Face aux prix du gaz, les Européens gardent à l’œil leur thermostat

Publié

Crise énergétiqueFace aux prix du gaz, les Européens gardent à l’œil leur thermostat

En octobre, la consommation de gaz dans l’UE a chuté de 25% par rapport à 2019-2021. Mais le choix de la sobriété pourrait ne pas suffire au-delà de l’hiver.

Des millions d’Européens ont vu leur facture de chauffage exploser avec la fermeture des gazoducs russes vers le Vieux Continent. Ils ont dû apprendre à contrôler leur consommation énergétique.

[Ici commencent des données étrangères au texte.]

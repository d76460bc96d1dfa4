//! Retry-until-populated fetching for gateway lists that come back empty for a
//! beat after (re)authentication.

use serde_json::Value;
use std::{fmt::Display, future::Future, time::Duration};
use tracing::{debug, warn};

#[derive(Debug, Clone, Copy, PartialEq, Eq)]
pub struct RetryPolicy {
    pub max_attempts: u32,
    /// Fixed pause between attempts, no backoff growth.
    pub delay: Duration,
}

impl Default for RetryPolicy {
    fn default() -> Self { Self { max_attempts: 3, delay: Duration::from_millis(1000) } }
}

impl RetryPolicy {
    pub fn new(max_attempts: u32, delay: Duration) -> Self { Self { max_attempts, delay } }

    pub fn immediate(max_attempts: u32) -> Self { Self::new(max_attempts, Duration::ZERO) }
}

/// A non-empty array, or an object whose `orders` array is non-empty.
pub fn is_populated(payload: &Value) -> bool {
    match payload {
        Value::Array(items) => !items.is_empty(),
        Value::Object(obj) => obj.get("orders").and_then(Value::as_array).is_some_and(|o| !o.is_empty()),
        _ => false,
    }
}

/// Calls `fetch` until it yields a populated payload or the attempts run out,
/// in which case an empty array is returned. Errors are retried except on the
/// final attempt, where they propagate.
pub async fn fetch_with_retry<F, Fut, E>(policy: &RetryPolicy, label: &str, mut fetch: F) -> Result<Value, E>
where
    F: FnMut() -> Fut,
    Fut: Future<Output = Result<Value, E>>,
    E: Display,
{
    for attempt in 1..=policy.max_attempts {
        let last = attempt == policy.max_attempts;
        match fetch().await {
            Ok(payload) if is_populated(&payload) => return Ok(payload),
            Ok(_) => debug!(target: "portal", endpoint = label, attempt, "empty payload"),
            Err(e) if last => return Err(e),
            Err(e) => warn!(target: "portal", endpoint = label, attempt, "fetch failed, retrying: {}", e),
        }
        if !last {
            tokio::time::sleep(policy.delay).await;
        }
    }
    Ok(Value::Array(Vec::new()))
}

#[cfg(test)]
mod tests {
    use super::*;
    use serde_json::json;
    use std::cell::Cell;
    use tokio::time::Instant;

    #[test]
    fn populated_shapes() {
        assert!(is_populated(&json!([1])));
        assert!(is_populated(&json!({"orders": [{"orderId": 1}]})));
        assert!(!is_populated(&json!([])));
        assert!(!is_populated(&json!({"orders": []})));
        assert!(!is_populated(&json!({"snapshot": true})));
        assert!(!is_populated(&Value::Null));
    }

    #[tokio::test(start_paused = true)]
    async fn returns_first_populated_attempt() {
        let calls = Cell::new(0);
        let start = Instant::now();
        let out: Result<Value, String> = fetch_with_retry(&RetryPolicy::default(), "trades", || {
            calls.set(calls.get() + 1);
            let n = calls.get();
            async move { Ok(if n < 3 { json!([]) } else { json!([{"execution_id": "e1"}]) }) }
        }).await;
        assert_eq!(out.unwrap(), json!([{"execution_id": "e1"}]));
        assert_eq!(calls.get(), 3);
        assert_eq!(start.elapsed(), Duration::from_millis(2000));
    }

    #[tokio::test(start_paused = true)]
    async fn always_empty_exhausts_attempts() {
        let calls = Cell::new(0);
        let start = Instant::now();
        let policy = RetryPolicy::new(4, Duration::from_millis(250));
        let out: Result<Value, String> = fetch_with_retry(&policy, "orders", || {
            calls.set(calls.get() + 1);
            async { Ok(json!({"orders": []})) }
        }).await;
        assert_eq!(out.unwrap(), json!([]));
        assert_eq!(calls.get(), 4);
        assert_eq!(start.elapsed(), Duration::from_millis(750));
    }

    #[tokio::test(start_paused = true)]
    async fn early_errors_are_swallowed() {
        let calls = Cell::new(0);
        let out: Result<Value, String> = fetch_with_retry(&RetryPolicy::default(), "positions", || {
            calls.set(calls.get() + 1);
            let n = calls.get();
            async move { if n == 1 { Err("connection reset".to_string()) } else { Ok(json!([{"conid": 1}])) } }
        }).await;
        assert_eq!(out.unwrap(), json!([{"conid": 1}]));
        assert_eq!(calls.get(), 2);
    }

    #[tokio::test]
    async fn final_error_propagates() {
        let calls = Cell::new(0);
        let out: Result<Value, String> = fetch_with_retry(&RetryPolicy::immediate(2), "trades", || {
            calls.set(calls.get() + 1);
            async { Err("timeout".to_string()) }
        }).await;
        assert_eq!(out.unwrap_err(), "timeout");
        assert_eq!(calls.get(), 2);
    }

    #[tokio::test]
    async fn zero_attempts_never_calls() {
        let calls = Cell::new(0);
        let out: Result<Value, String> = fetch_with_retry(&RetryPolicy::immediate(0), "trades", || {
            calls.set(calls.get() + 1);
            async { Ok(json!([1])) }
        }).await;
        assert_eq!(out.unwrap(), json!([]));
        assert_eq!(calls.get(), 0);
    }
}
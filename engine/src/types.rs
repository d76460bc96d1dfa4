use rust_decimal::Decimal;
use serde::{Deserialize, Serialize};
use std::{fmt, str::FromStr};
use thiserror::Error;

#[derive(Debug, Error, PartialEq)]
pub enum OrderError {
    #[error("Account, Contract ID and Quantity are required.")]
    MissingFields,
    #[error("Limit orders require a price.")]
    MissingLimitPrice,
    #[error("unknown {kind}: {value}")]
    UnknownVariant { kind: &'static str, value: String },
}

#[derive(Debug, Clone, Copy, Serialize, Deserialize, PartialEq, Eq)]
#[serde(rename_all = "UPPERCASE")]
pub enum Side { Buy, Sell }

#[derive(Debug, Clone, Copy, Serialize, Deserialize, PartialEq, Eq)]
#[serde(rename_all = "UPPERCASE")]
pub enum OrderType { Mkt, Lmt }

#[derive(Debug, Clone, Copy, Serialize, Deserialize, PartialEq, Eq)]
#[serde(rename_all = "UPPERCASE")]
pub enum SecType { Stk, Cash }

impl FromStr for Side {
    type Err = OrderError;
    fn from_str(s: &str) -> Result<Self, Self::Err> {
        match s.to_ascii_uppercase().as_str() {
            "BUY" => Ok(Side::Buy),
            "SELL" => Ok(Side::Sell),
            _ => Err(OrderError::UnknownVariant { kind: "side", value: s.to_string() }),
        }
    }
}

impl FromStr for OrderType {
    type Err = OrderError;
    fn from_str(s: &str) -> Result<Self, Self::Err> {
        match s.to_ascii_uppercase().as_str() {
            "MKT" => Ok(OrderType::Mkt),
            "LMT" => Ok(OrderType::Lmt),
            _ => Err(OrderError::UnknownVariant { kind: "order type", value: s.to_string() }),
        }
    }
}

impl FromStr for SecType {
    type Err = OrderError;
    fn from_str(s: &str) -> Result<Self, Self::Err> {
        match s.to_ascii_uppercase().as_str() {
            "STK" => Ok(SecType::Stk),
            "CASH" => Ok(SecType::Cash),
            _ => Err(OrderError::UnknownVariant { kind: "security type", value: s.to_string() }),
        }
    }
}

impl fmt::Display for SecType {
    fn fmt(&self, f: &mut fmt::Formatter<'_>) -> fmt::Result {
        f.write_str(match self { SecType::Stk => "STK", SecType::Cash => "CASH" })
    }
}

/// Order body as the dashboard posts it to `/api/order/place`.
/// The proxy strips `accountId` before handing the rest to the gateway.
#[derive(Debug, Clone, Serialize, Deserialize, PartialEq)]
#[serde(rename_all = "camelCase")]
pub struct OrderRequest {
    pub account_id: String,
    pub conid: i64,
    pub order_type: OrderType,
    pub side: Side,
    #[serde(with = "rust_decimal::serde::float")]
    pub quantity: Decimal,
    pub tif: String,
    pub sec_type: SecType,
    #[serde(default, skip_serializing_if = "Option::is_none", with = "rust_decimal::serde::float_option")]
    pub price: Option<Decimal>,
}

impl OrderRequest {
    pub fn market(account_id: impl Into<String>, conid: i64, side: Side, quantity: Decimal, sec_type: SecType) -> Self {
        Self { account_id: account_id.into(), conid, order_type: OrderType::Mkt, side, quantity, tif: "DAY".into(), sec_type, price: None }
    }

    pub fn limit(account_id: impl Into<String>, conid: i64, side: Side, quantity: Decimal, price: Decimal) -> Self {
        Self { order_type: OrderType::Lmt, price: Some(price), ..Self::market(account_id, conid, side, quantity, SecType::Stk) }
    }

    /// Market buy of the base-to-USD pair used to cover a cash shortfall.
    pub fn fx_conversion(account_id: impl Into<String>, conid: i64, amount: Decimal) -> Self {
        Self::market(account_id, conid, Side::Buy, amount, SecType::Cash)
    }

    pub fn validate(&self) -> Result<(), OrderError> {
        if self.account_id.trim().is_empty() || self.conid == 0 || self.quantity.is_zero() {
            return Err(OrderError::MissingFields);
        }
        if self.order_type == OrderType::Lmt && self.price.is_none() {
            return Err(OrderError::MissingLimitPrice);
        }
        Ok(())
    }
}

/// Verdict derived from an order acknowledgement; never persisted.
#[derive(Debug, Clone, Serialize, Deserialize, PartialEq)]
#[serde(rename_all = "camelCase")]
pub struct Confirmation {
    pub success: bool,
    pub message: String,
    #[serde(default, skip_serializing_if = "std::ops::Not::not")]
    pub is_fx: bool,
}

impl Confirmation {
    pub fn success(message: impl Into<String>) -> Self { Self { success: true, message: message.into(), is_fx: false } }
    pub fn failure(message: impl Into<String>) -> Self { Self { success: false, message: message.into(), is_fx: false } }
    pub fn fx_required(message: impl Into<String>) -> Self { Self { success: false, message: message.into(), is_fx: true } }
}

#[cfg(test)]
mod tests {
    use super::*;
    use rust_decimal_macros::dec;
    use serde_json::json;

    #[test]
    fn order_serializes_in_gateway_shape() {
        let o = OrderRequest::limit("U123", 265598, Side::Buy, dec!(10), dec!(187.5));
        let v = serde_json::to_value(&o).unwrap();
        assert_eq!(v, json!({
            "accountId": "U123", "conid": 265598, "orderType": "LMT", "side": "BUY",
            "quantity": 10.0, "tif": "DAY", "secType": "STK", "price": 187.5
        }));
    }

    #[test]
    fn market_order_omits_price() {
        let o = OrderRequest::fx_conversion("U1", 12087792, dec!(1050));
        let v = serde_json::to_value(&o).unwrap();
        assert!(v.get("price").is_none());
        assert_eq!(v["secType"], "CASH");
        assert_eq!(v["orderType"], "MKT");
    }

    #[test]
    fn validate_requires_account_conid_quantity() {
        let mut o = OrderRequest::market("", 1, Side::Buy, dec!(1), SecType::Stk);
        assert_eq!(o.validate(), Err(OrderError::MissingFields));
        o.account_id = "U1".into();
        o.quantity = dec!(0);
        assert_eq!(o.validate(), Err(OrderError::MissingFields));
        o.quantity = dec!(3);
        assert_eq!(o.validate(), Ok(()));
    }

    #[test]
    fn limit_without_price_is_rejected() {
        let mut o = OrderRequest::limit("U1", 1, Side::Sell, dec!(1), dec!(10));
        o.price = None;
        assert_eq!(o.validate(), Err(OrderError::MissingLimitPrice));
    }

    #[test]
    fn enums_parse_case_insensitively() {
        assert_eq!("sell".parse::<Side>().unwrap(), Side::Sell);
        assert_eq!("lmt".parse::<OrderType>().unwrap(), OrderType::Lmt);
        assert_eq!("Cash".parse::<SecType>().unwrap(), SecType::Cash);
        assert!("hold".parse::<Side>().is_err());
    }

    #[test]
    fn confirmation_hides_fx_flag_when_false() {
        let v = serde_json::to_value(Confirmation::success("ok")).unwrap();
        assert_eq!(v, json!({"success": true, "message": "ok"}));
        let v = serde_json::to_value(Confirmation::fx_required("x")).unwrap();
        assert_eq!(v["isFx"], true);
    }
}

Des millions d’Européens ont vu leur facture de chauffage exploser avec la fermeture des gazoducs russes vers le Vieux Continent. Ils ont dû apprendre à contrôler leur consommation énergétique.

AFP

Sofie de Rous est la première à le reconnaître: avant cette année, c’était un peu Versailles chez elle, une petite maison de la côte belge, souvent chauffée à 21 °C. Mais comme des millions d’Européens, cette communicante de 41 ans dans une agence d’architecture a vu sa facture monter en flèche à partir du printemps, avec la fermeture progressive des gazoducs russes vers l’Europe.

«J’ai un peu paniqué», raconte Sofie, propriétaire de sa maison mal isolée à Oostduinkerke (au bord de la mer du Nord), chauffée par une chaudière au gaz. Elle payait 120 euros par mois avant la guerre pour gaz et électricité: sa facture est passée à 330 euros. Aujourd’hui elle surveille sa consommation, chauffe à 18 °C, et se renseigne pour installer panneaux solaires et double vitrage…

De 20 à 300 euros le Mwh

Comme Sofie, une nouvelle génération de Belges, de Français ou d’Italiens a perdu en 2022 son insouciance énergétique et appris à surveiller ses radiateurs. Dans l’ancien monde, le gaz était abondant et pas cher. Son prix de référence sur le marché européen variait peu, autour de 20 euros le mégawattheure. Cette année, il est monté jusqu’à 300 avant de retomber vers 100 euros…

À cause des prix fous, des usines, dans la chimie allemande surtout, biberonnées au gaz de l’est depuis l’époque soviétique, ont dû s’arrêter. Pour autant les réserves européennes ont pu être remplies à ras bord l’été avec les derniers mètres cubes de gaz russe, et personne n’a subi de coupure.

Une baisse énorme

Quoi qu’il en soit, la baisse de consommation des ménages et des entreprises est exceptionnelle: de l’ordre de 25% en octobre par rapport à 2019-2021 dans l’Union européenne, calcule le think-tank Bruegel, à Bruxelles. La moitié des Allemands ont des chaudières au gaz, et leur baisse de consommation est «extrême, énorme», confirme Lion Hirth, professeur de politiques énergétiques à la Hertie School à Berlin. Il y voit la volonté de «ne pas payer Poutine», autant que de réduire les factures.

En quelques mois, la Russie a ainsi perdu son premier client gazier, l’Europe, dont les achats sont passés de 191 milliards de mètres cubes en 2019 à 90 milliards cette année. Il a fallu compenser par le gaz naturel liquéfié (GNL) produit aux États-Unis, au Qatar ou ailleurs, que l’UE délaissait autrefois puisqu’il était plus cher.

À défaut de pouvoir se payer du GNL, ils brûlent plus de charbon

L’Europe et l’Asie surenchérissent pour s’arracher des cargaisons de GNL. Avec un effet pervers: «L’Europe s’est mise à payer plus cher que l’Asie pour le gaz, et des pays comme l’Inde et le Pakistan n’ont pas pu rivaliser», souligne Graham Freedman, analyste chez Wood Mackenzie. Conséquence climatique: faute de GNL, ces pays moins riches brûlent plus de charbon.

Pour décharger le GNL des navires méthaniers, il faut des terminaux portuaires capables de le regazéifier et réinjecter dans les réseaux terrestres. L’Allemagne n’en avait aucun, la France et l’Espagne plusieurs. «On renvoie beaucoup plus de gaz vers la Suisse», qui réexpédie ensuite vers Italie et Allemagne, explique Guillaume Tuffigo, de GRTgaz, qui gère les gazoducs français.

Plus l’hiver sera froid, plus il faudra donc acheter de GNL à partir du printemps… et plus «le combat» entre Europe et Asie s’intensifiera, explique Laura Page, spécialiste du gaz chez Kpler. «Il n’y a pas assez de gaz dans le monde pour remplacer le gaz russe», abonde Graham Freedman. Ce n’est que vers 2025 ou 2026 que les nouveaux projets de GNL produiront des millions de tonnes supplémentaires. D’ici là, les Européens auront-ils appris à vivre à 18 °C?